Tuesday, July 25, 2006


News of random killings by the military in insurgency-affected areas can hardly surprise us any more, depressing testimony of the extent to which the virtual suspension of civic rights in "disturbed" areas exposes the vulnerability of far too many Indians to appalling depredations.

Consider this bit of BBC reportage:

Ajit Mahanta, a resident of Kakopathar in Tinsukia district, was picked up by the army on suspicion of having links with a separatist group. His body was found in a bag in a hospital in neighbouring Dibrugarh town the next day. The army had then said Mr Mahanta died when he tried to escape.

If this sort of thing is all too common, why do I bother blogging about yet another atrocity? Because Mr. Mahanta's death had a (surprising, where the military is concerned) sequel:

On Monday, a military court punished Nishant Sharma and Sudip Gurung in connection with the killing of Mr Mahanta. Sharma was sentenced to one year's forfeiture of service which will affect his promotion propects and Gurung was sentenced to two months' rigorous military imprisonment.

One year's forfeiture of service? Two months' rigorous military imprisonment? I don't know whether to laugh or cry.

And speaking of sequels:

Mr Mahanta's death caused widespread unrest in Kakopathar, in an area believed to be a separatist stronghold. Eight people were killed when security forces fired on a mob protesting against the death in the area. A paramilitary soldier was also stoned to death by angry protestors.

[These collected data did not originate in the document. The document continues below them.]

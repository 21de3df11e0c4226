// src/db/ticket_repo.rs

use chrono::{DateTime, Utc};
use sqlx::{Executor, PgPool, Postgres};
use uuid::Uuid;

use crate::{
    common::error::AppError,
    models::tickets::{Priority, Ticket, TicketScope, TicketStatus, TicketType},
};

const TICKET_COLUMNS: &str = "id, ticket_number, ticket_type, title, description, priority, status, \
     requested_by, requested_by_name, requested_by_department, assigned_to, comments, \
     created_at, updated_at, updated_by, resolved_at, resolution_time_hours, \
     labor_cost, equipment_cost, total_cost, location, stl_url, filament_used, print_time, \
     image_url, printed_by, printed_by_name";

// Filtro de alcance: $2 = solicitante, $3 = departamento (ambos NULL = todo)
const SCOPE_FILTER: &str = "($2::text IS NULL OR requested_by = $2 \
     OR ($3::uuid IS NOT NULL AND requested_by_department = $3))";

pub struct NewTicket<'a> {
    pub ticket_number: &'a str,
    pub ticket_type: TicketType,
    pub title: &'a str,
    pub description: &'a str,
    pub priority: Priority,
    pub status: TicketStatus,
    pub requested_by: &'a str,
    pub requested_by_name: &'a str,
    pub requested_by_department: Option<Uuid>,
    pub location: Option<&'a str>,
    pub stl_url: Option<&'a str>,
}

#[derive(Clone)]
pub struct TicketRepository {
    pool: PgPool,
}

impl TicketRepository {
    pub fn new(pool: PgPool) -> Self {
        Self { pool }
    }

    /// Siguiente número del tipo. Atómico: dos altas simultáneas nunca comparten número.
    pub async fn next_number<'e, E>(&self, executor: E, ticket_type: TicketType) -> Result<i32, AppError>
    where
        E: Executor<'e, Database = Postgres>,
    {
        let (value,): (i32,) = sqlx::query_as(
            r#"
            INSERT INTO ticket_counters (ticket_type, last_value)
            VALUES ($1, 1)
            ON CONFLICT (ticket_type)
            DO UPDATE SET last_value = ticket_counters.last_value + 1
            RETURNING last_value
            "#,
        )
        .bind(ticket_type)
        .fetch_one(executor)
        .await?;
        Ok(value)
    }

    pub async fn insert<'e, E>(&self, executor: E, new: NewTicket<'_>) -> Result<Ticket, AppError>
    where
        E: Executor<'e, Database = Postgres>,
    {
        let ticket = sqlx::query_as::<_, Ticket>(&format!(
            r#"
            INSERT INTO tickets (
                ticket_number, ticket_type, title, description, priority, status,
                requested_by, requested_by_name, requested_by_department, location, stl_url
            )
            VALUES ($1, $2, $3, $4, $5, $6, $7, $8, $9, $10, $11)
            RETURNING {}
            "#,
            TICKET_COLUMNS
        ))
        .bind(new.ticket_number)
        .bind(new.ticket_type)
        .bind(new.title)
        .bind(new.description)
        .bind(new.priority)
        .bind(new.status)
        .bind(new.requested_by)
        .bind(new.requested_by_name)
        .bind(new.requested_by_department)
        .bind(new.location)
        .bind(new.stl_url)
        .fetch_one(executor)
        .await?;
        Ok(ticket)
    }

    /// Lee la petición bloqueándola para una actualización.
    pub async fn lock<'e, E>(&self, executor: E, id: Uuid) -> Result<Option<Ticket>, AppError>
    where
        E: Executor<'e, Database = Postgres>,
    {
        let ticket = sqlx::query_as::<_, Ticket>(&format!(
            "SELECT {} FROM tickets WHERE id = $1 FOR UPDATE",
            TICKET_COLUMNS
        ))
        .bind(id)
        .fetch_optional(executor)
        .await?;
        Ok(ticket)
    }

    pub async fn find(
        &self,
        ticket_type: TicketType,
        id: Uuid,
        scope: &TicketScope,
    ) -> Result<Option<Ticket>, AppError> {
        let (requester, department) = scope.filter_params();
        let ticket = sqlx::query_as::<_, Ticket>(&format!(
            "SELECT {} FROM tickets WHERE ticket_type = $1 AND {} AND id = $4",
            TICKET_COLUMNS, SCOPE_FILTER
        ))
        .bind(ticket_type)
        .bind(requester)
        .bind(department)
        .bind(id)
        .fetch_optional(&self.pool)
        .await?;
        Ok(ticket)
    }

    /// Peticiones visibles, las más recientes primero.
    pub async fn list(
        &self,
        ticket_type: TicketType,
        scope: &TicketScope,
        since: Option<DateTime<Utc>>,
    ) -> Result<Vec<Ticket>, AppError> {
        let (requester, department) = scope.filter_params();
        let tickets = sqlx::query_as::<_, Ticket>(&format!(
            r#"
            SELECT {}
            FROM tickets
            WHERE ticket_type = $1 AND {}
              AND ($4::timestamptz IS NULL OR created_at >= $4)
            ORDER BY created_at DESC
            "#,
            TICKET_COLUMNS, SCOPE_FILTER
        ))
        .bind(ticket_type)
        .bind(requester)
        .bind(department)
        .bind(since)
        .fetch_all(&self.pool)
        .await?;
        Ok(tickets)
    }

    /// Abiertas o en curso dentro del alcance.
    pub async fn count_active(&self, ticket_type: TicketType, scope: &TicketScope) -> Result<i64, AppError> {
        let (requester, department) = scope.filter_params();
        let (count,): (i64,) = sqlx::query_as(&format!(
            r#"
            SELECT COUNT(*)
            FROM tickets
            WHERE ticket_type = $1 AND {}
              AND status IN ('abierto', 'en_progreso')
            "#,
            SCOPE_FILTER
        ))
        .bind(ticket_type)
        .bind(requester)
        .bind(department)
        .fetch_one(&self.pool)
        .await?;
        Ok(count)
    }

    pub async fn list_open_requested_by(&self, uid: &str, limit: i64) -> Result<Vec<Ticket>, AppError> {
        let tickets = sqlx::query_as::<_, Ticket>(&format!(
            r#"
            SELECT {}
            FROM tickets
            WHERE requested_by = $1 AND status IN ('abierto', 'en_progreso')
            ORDER BY created_at DESC
            LIMIT $2
            "#,
            TICKET_COLUMNS
        ))
        .bind(uid)
        .bind(limit)
        .fetch_all(&self.pool)
        .await?;
        Ok(tickets)
    }

    /// Persiste los campos editables de una petición ya modificada en memoria.
    pub async fn save<'e, E>(&self, executor: E, ticket: &Ticket) -> Result<Ticket, AppError>
    where
        E: Executor<'e, Database = Postgres>,
    {
        let saved = sqlx::query_as::<_, Ticket>(&format!(
            r#"
            UPDATE tickets
            SET status = $2, assigned_to = $3, comments = $4, updated_at = $5, updated_by = $6,
                resolved_at = $7, resolution_time_hours = $8, labor_cost = $9,
                equipment_cost = $10, total_cost = $11, filament_used = $12, print_time = $13,
                image_url = $14, printed_by = $15, printed_by_name = $16
            WHERE id = $1
            RETURNING {}
            "#,
            TICKET_COLUMNS
        ))
        .bind(ticket.id)
        .bind(ticket.status)
        .bind(ticket.assigned_to.as_deref())
        .bind(ticket.comments.as_deref())
        .bind(ticket.updated_at)
        .bind(ticket.updated_by.as_deref())
        .bind(ticket.resolved_at)
        .bind(ticket.resolution_time_hours)
        .bind(ticket.labor_cost)
        .bind(ticket.equipment_cost)
        .bind(ticket.total_cost)
        .bind(ticket.filament_used)
        .bind(ticket.print_time)
        .bind(ticket.image_url.as_deref())
        .bind(ticket.printed_by.as_deref())
        .bind(ticket.printed_by_name.as_deref())
        .fetch_one(executor)
        .await?;
        Ok(saved)
    }
}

The army has handed out a compensation of 100,000 rupees ($2,130) to the family of Mr Mahanta.

If the military was not responsible for Mr Mahanta's death then no-one should have been punished; but a 100,000 rupee compensation suggests that the military court in question saw it differently. What conception of responsibility results in this sort of slap on the wrists?

The horrific thing is that any punishment at all in such situations is so very rare that I can't even deny the satisfaction I felt when I read that the relevant soldiers were actually going to suffer consequences at all. Of such meager crumbs is consolation made.